Exercise: Number of lines below with the word "NoSwitch": state it and write nothing more.

- - - - -

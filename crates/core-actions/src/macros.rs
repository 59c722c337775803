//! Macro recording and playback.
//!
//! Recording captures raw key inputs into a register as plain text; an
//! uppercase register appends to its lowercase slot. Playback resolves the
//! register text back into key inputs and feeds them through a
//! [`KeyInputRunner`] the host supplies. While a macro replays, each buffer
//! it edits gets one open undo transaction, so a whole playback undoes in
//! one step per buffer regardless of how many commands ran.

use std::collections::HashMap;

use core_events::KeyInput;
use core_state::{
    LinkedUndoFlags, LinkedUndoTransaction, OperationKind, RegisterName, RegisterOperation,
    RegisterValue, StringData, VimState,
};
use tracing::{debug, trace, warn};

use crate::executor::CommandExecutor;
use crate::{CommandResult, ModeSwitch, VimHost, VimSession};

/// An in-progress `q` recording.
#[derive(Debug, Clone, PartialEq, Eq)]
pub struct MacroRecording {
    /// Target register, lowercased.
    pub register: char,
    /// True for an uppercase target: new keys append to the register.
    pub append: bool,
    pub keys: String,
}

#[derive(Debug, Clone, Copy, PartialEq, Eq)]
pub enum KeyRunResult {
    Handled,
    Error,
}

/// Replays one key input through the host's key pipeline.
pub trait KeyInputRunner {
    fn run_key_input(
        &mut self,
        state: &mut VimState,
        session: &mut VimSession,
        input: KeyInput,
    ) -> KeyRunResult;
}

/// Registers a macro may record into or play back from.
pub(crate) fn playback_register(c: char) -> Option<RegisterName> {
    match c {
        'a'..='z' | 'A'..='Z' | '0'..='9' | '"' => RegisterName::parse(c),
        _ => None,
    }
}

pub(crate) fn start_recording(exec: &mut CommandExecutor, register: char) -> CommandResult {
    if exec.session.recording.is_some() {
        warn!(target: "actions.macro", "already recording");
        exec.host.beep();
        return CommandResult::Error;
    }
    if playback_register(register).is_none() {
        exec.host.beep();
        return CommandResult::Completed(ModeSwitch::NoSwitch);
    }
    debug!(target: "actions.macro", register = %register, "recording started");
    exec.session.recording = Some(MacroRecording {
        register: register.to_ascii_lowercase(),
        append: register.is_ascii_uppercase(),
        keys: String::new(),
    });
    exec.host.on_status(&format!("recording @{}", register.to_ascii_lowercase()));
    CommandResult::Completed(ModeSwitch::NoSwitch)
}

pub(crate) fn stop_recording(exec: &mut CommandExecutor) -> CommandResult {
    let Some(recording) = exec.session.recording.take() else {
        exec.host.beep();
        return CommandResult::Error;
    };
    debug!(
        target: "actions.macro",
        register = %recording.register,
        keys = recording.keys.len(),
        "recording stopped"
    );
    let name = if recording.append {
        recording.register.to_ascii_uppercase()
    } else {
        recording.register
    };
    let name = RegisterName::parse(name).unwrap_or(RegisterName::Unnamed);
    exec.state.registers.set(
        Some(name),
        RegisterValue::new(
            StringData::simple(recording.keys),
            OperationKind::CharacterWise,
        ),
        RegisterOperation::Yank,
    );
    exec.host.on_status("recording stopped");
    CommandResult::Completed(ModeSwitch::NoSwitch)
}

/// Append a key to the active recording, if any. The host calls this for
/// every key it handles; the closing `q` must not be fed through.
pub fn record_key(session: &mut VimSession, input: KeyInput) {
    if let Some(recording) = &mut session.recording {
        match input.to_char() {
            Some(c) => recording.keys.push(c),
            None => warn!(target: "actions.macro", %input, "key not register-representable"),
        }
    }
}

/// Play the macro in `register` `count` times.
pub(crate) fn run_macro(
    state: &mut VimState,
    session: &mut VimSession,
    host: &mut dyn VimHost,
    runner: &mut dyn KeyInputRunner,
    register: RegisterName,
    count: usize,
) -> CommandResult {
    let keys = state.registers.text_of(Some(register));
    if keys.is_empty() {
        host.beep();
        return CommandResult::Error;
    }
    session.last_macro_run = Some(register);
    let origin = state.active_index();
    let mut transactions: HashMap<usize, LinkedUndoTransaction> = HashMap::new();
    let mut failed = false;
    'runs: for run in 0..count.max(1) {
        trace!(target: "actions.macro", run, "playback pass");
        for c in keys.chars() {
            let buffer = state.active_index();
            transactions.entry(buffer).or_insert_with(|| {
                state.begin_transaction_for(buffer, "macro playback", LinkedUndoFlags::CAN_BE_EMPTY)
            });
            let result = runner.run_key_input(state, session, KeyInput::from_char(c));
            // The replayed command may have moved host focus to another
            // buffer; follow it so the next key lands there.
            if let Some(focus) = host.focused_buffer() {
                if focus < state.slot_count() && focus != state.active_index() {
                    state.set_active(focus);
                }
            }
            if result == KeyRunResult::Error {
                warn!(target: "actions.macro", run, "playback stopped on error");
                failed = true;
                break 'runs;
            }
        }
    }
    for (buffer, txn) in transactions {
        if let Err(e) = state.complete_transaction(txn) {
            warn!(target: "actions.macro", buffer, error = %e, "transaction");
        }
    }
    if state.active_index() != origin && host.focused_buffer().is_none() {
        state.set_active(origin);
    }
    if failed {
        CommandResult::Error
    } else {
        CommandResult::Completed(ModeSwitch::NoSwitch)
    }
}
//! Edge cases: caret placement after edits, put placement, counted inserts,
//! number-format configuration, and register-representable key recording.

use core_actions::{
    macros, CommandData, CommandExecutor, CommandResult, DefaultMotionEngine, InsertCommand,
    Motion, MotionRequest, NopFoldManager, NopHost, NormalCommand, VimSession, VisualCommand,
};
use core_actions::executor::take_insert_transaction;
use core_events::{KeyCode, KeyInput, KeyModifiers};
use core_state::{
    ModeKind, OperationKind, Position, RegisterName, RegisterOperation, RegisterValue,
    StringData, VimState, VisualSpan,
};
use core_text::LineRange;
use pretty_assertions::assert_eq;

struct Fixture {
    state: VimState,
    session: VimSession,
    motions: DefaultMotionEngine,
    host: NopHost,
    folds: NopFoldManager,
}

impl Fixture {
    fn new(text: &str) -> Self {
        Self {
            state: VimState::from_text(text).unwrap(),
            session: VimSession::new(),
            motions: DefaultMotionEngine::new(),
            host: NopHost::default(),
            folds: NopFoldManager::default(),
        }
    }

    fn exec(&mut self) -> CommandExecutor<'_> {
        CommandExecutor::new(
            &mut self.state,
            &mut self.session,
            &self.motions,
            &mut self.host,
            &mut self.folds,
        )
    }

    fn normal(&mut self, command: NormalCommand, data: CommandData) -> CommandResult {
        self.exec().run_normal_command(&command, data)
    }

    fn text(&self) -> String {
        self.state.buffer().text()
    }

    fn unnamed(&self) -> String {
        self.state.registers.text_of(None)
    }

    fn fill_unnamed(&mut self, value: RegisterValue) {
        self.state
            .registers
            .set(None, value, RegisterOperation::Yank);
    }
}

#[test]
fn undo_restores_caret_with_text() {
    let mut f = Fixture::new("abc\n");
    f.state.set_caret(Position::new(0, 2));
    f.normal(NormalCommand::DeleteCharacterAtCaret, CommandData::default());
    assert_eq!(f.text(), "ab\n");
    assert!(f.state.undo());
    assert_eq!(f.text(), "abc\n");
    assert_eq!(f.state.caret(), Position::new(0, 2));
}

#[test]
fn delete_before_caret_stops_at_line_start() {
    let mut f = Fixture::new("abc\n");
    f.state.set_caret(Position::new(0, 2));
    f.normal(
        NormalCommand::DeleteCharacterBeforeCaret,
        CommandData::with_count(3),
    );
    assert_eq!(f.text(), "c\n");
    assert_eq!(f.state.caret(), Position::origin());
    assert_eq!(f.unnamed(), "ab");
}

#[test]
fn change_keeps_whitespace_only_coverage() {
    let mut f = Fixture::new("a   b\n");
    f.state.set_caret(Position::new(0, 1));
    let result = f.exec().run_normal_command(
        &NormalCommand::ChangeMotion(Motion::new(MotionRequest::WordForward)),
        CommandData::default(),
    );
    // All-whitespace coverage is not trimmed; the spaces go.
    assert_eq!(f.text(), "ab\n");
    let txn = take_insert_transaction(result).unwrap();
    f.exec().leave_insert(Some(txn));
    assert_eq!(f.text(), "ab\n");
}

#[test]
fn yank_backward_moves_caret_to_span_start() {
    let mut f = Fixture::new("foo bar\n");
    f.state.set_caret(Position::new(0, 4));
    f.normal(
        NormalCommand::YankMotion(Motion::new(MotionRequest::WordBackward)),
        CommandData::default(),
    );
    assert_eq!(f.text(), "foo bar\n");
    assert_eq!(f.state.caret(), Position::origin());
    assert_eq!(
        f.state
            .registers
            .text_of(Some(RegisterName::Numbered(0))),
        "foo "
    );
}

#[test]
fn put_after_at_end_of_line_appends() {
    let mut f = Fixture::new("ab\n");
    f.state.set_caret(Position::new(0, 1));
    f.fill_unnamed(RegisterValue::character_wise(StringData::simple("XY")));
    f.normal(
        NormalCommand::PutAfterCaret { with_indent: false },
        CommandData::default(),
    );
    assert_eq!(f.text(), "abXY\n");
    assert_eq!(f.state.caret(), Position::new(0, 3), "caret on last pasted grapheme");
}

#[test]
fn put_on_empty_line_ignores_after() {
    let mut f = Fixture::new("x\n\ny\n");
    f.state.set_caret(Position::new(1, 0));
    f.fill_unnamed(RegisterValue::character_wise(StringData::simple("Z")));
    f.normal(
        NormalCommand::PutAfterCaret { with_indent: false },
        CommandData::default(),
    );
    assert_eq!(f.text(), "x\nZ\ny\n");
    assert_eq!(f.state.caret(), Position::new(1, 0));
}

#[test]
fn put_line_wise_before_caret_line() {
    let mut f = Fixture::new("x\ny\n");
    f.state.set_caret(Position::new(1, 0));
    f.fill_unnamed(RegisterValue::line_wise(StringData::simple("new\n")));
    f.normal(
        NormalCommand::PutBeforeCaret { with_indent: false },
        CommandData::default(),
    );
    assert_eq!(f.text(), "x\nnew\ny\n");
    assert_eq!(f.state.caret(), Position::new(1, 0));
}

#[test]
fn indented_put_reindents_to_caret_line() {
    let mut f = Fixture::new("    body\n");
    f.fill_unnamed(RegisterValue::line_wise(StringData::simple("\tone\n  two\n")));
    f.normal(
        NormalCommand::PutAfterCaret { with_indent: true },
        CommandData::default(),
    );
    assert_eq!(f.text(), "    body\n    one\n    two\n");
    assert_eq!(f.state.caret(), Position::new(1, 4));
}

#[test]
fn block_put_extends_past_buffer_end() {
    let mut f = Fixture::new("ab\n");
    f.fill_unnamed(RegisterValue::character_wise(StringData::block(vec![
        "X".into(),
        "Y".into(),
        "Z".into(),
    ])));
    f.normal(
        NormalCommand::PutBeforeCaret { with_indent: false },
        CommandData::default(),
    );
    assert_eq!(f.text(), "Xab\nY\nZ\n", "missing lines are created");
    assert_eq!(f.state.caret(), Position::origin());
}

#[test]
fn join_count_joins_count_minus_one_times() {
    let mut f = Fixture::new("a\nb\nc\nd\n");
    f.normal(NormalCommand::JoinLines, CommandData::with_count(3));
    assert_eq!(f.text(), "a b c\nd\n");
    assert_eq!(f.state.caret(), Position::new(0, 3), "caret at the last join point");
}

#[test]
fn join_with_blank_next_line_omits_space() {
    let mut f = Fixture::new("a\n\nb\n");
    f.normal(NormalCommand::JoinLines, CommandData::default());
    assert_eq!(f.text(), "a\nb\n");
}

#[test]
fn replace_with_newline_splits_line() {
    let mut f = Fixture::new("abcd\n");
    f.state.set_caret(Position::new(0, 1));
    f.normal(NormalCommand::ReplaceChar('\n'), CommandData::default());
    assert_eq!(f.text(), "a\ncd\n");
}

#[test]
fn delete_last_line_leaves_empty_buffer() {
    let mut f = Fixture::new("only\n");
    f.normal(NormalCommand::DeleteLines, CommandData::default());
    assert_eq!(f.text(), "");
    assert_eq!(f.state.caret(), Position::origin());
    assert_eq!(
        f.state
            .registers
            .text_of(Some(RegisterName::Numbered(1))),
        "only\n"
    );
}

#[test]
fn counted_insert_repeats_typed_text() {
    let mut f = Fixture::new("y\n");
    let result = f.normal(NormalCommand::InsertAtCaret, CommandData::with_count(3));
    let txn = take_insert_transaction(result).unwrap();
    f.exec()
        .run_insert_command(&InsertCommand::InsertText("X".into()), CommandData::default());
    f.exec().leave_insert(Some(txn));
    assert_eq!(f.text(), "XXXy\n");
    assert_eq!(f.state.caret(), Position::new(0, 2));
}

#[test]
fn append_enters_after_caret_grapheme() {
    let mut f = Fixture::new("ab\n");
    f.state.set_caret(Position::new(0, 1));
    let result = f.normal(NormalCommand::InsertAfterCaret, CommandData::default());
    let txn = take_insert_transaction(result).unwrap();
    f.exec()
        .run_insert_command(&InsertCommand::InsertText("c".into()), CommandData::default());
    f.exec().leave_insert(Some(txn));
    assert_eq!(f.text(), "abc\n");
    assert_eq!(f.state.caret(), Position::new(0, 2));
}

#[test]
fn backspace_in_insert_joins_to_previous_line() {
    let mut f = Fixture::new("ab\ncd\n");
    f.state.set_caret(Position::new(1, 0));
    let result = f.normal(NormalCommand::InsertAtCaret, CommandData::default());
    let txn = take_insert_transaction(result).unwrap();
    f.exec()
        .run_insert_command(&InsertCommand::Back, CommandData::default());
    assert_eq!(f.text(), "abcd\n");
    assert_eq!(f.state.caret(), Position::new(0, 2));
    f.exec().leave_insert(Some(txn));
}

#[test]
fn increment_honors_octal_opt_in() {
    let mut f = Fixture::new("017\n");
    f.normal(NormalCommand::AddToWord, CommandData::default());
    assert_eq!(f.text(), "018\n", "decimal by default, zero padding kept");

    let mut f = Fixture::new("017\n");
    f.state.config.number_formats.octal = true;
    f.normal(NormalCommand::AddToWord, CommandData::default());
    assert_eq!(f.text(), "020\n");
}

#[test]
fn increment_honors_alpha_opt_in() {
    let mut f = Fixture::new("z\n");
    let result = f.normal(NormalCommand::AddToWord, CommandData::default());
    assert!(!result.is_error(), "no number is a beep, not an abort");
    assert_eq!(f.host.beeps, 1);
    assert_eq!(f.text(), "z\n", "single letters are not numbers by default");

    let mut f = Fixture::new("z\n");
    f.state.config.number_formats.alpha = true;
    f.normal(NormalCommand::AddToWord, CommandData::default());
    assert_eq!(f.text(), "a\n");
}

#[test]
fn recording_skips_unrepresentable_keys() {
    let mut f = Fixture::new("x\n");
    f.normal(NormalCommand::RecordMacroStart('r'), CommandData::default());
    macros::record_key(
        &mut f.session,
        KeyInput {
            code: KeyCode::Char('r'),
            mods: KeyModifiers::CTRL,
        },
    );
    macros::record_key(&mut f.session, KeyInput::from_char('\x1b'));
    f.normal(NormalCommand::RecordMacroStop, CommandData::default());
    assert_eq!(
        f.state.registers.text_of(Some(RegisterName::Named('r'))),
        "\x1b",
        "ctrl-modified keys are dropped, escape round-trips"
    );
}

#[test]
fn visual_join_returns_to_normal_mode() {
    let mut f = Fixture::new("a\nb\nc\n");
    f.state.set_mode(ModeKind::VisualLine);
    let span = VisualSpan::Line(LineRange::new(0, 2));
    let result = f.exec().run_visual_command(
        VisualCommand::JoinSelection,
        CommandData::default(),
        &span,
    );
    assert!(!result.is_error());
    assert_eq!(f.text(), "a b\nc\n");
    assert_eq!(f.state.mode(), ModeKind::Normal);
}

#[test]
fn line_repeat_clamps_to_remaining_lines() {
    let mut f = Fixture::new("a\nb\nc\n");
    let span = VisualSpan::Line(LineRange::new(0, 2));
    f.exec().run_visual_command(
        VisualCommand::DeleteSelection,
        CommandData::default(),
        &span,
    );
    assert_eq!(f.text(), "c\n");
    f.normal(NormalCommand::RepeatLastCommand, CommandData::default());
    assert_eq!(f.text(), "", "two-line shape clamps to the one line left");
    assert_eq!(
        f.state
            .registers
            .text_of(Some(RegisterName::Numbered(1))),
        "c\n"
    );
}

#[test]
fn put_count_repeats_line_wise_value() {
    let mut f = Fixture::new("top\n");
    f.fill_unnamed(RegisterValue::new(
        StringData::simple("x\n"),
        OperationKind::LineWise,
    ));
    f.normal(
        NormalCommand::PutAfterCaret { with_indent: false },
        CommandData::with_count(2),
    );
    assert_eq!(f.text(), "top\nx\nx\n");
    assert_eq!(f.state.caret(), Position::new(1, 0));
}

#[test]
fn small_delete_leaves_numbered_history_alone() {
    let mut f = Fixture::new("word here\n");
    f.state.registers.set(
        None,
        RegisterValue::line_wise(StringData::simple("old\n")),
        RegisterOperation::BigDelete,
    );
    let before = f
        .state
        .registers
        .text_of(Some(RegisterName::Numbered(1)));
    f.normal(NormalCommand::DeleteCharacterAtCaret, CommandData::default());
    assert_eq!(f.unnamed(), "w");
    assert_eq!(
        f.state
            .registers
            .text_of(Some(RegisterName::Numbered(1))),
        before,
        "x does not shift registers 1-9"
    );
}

- - - - -

Written response: 4